The final demonstration of the complete disregard for women’s needs is the treat­ment of Women’s Services in Queensland where the funds are not enough to cover the recently won Pay Equity case. Domestic Violence Shelters are told to cancel support groups and drop Community Education as they are not important and a Women’s drop inn service in Townsville faces the real possibility of permanent closure.

While organising this International Women’s Day Rally some people questioned if all the things we stand for here today were “Women’s Issues”. Working in a domestic violence shelter it becomes clear to me that these are all women’s issues. Police training is a women’s issue, Immigration law, employ­ment and education, government budgets and alternatives to capitalism … They are all women’s issues because they all affect women’s lives and women’s capacity to access safety.

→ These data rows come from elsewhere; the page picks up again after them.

use async_trait::async_trait;

use super::{RowSource, SourceError};
use crate::normalize::{RawMatchRow, RawPlayerRow, RawTeamRow};
use crate::storage::{EntityType, JsonlReader, StorageConfig};

/// Reads raw rows from the local data directory.
pub struct JsonlSource {
    storage: StorageConfig,
}

impl JsonlSource {
    pub fn new(storage: StorageConfig) -> Self {
        Self { storage }
    }
}

#[async_trait]
impl RowSource for JsonlSource {
    fn name(&self) -> &'static str {
        "jsonl"
    }

    async fn teams(&self) -> Result<Vec<RawTeamRow>, SourceError> {
        Ok(JsonlReader::for_entity(&self.storage, EntityType::Team).read_all()?)
    }

    async fn matches(&self) -> Result<Vec<RawMatchRow>, SourceError> {
        Ok(JsonlReader::for_entity(&self.storage, EntityType::Match).read_all()?)
    }

    async fn players(&self) -> Result<Vec<RawPlayerRow>, SourceError> {
        Ok(JsonlReader::for_entity(&self.storage, EntityType::Player).read_all()?)
    }
}

#[cfg(test)]
mod tests {
    use super::*;
    use crate::source::Dataset;
    use tempfile::TempDir;

    #[tokio::test]
    async fn test_empty_data_dir_loads_empty_dataset() {
        let temp_dir = TempDir::new().unwrap();
        let source = JsonlSource::new(StorageConfig::new(temp_dir.path().to_path_buf()));

        let dataset = Dataset::load(&source).await.unwrap();

        assert!(dataset.teams.is_empty());
        assert!(dataset.matches.is_empty());
        assert!(dataset.players.is_empty());
    }

    #[tokio::test]
    async fn test_reads_embedded_player_relations() {
        let temp_dir = TempDir::new().unwrap();
        std::fs::write(
            temp_dir.path().join("players.jsonl"),
            r#"{"id":"p1","gamertag":"Ace","position":"PG","teams":[{"id":"t1","name":"Night Owls"}],"player_stats":[{"points_per_game":"21.5","games_played":8,"is_rookie":true}]}
"#,
        )
        .unwrap();
        let source = JsonlSource::new(StorageConfig::new(temp_dir.path().to_path_buf()));

        let dataset = Dataset::load(&source).await.unwrap();
        let player = &dataset.players[0];

        assert_eq!(player.gamertag, "Ace");
        assert_eq!(player.team_name, "Night Owls");
        assert_eq!(player.points_per_game, 21.5);
        assert_eq!(player.games_played, 8);
        assert!(player.is_rookie);
    }
}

Given this reality, our focus is to fight against the oppression of women every­where and in all areas. And we will keep fighting until we are all free.

Thank you!


1. “A History of International Women’s Day in words and images” by Joyce Stevens. “Because We’re Women ......” Written in 1975 for an IWD broadsheet, the words which followed have been republished on postcards, stickers, posters and t-shirts in Australia and overseas.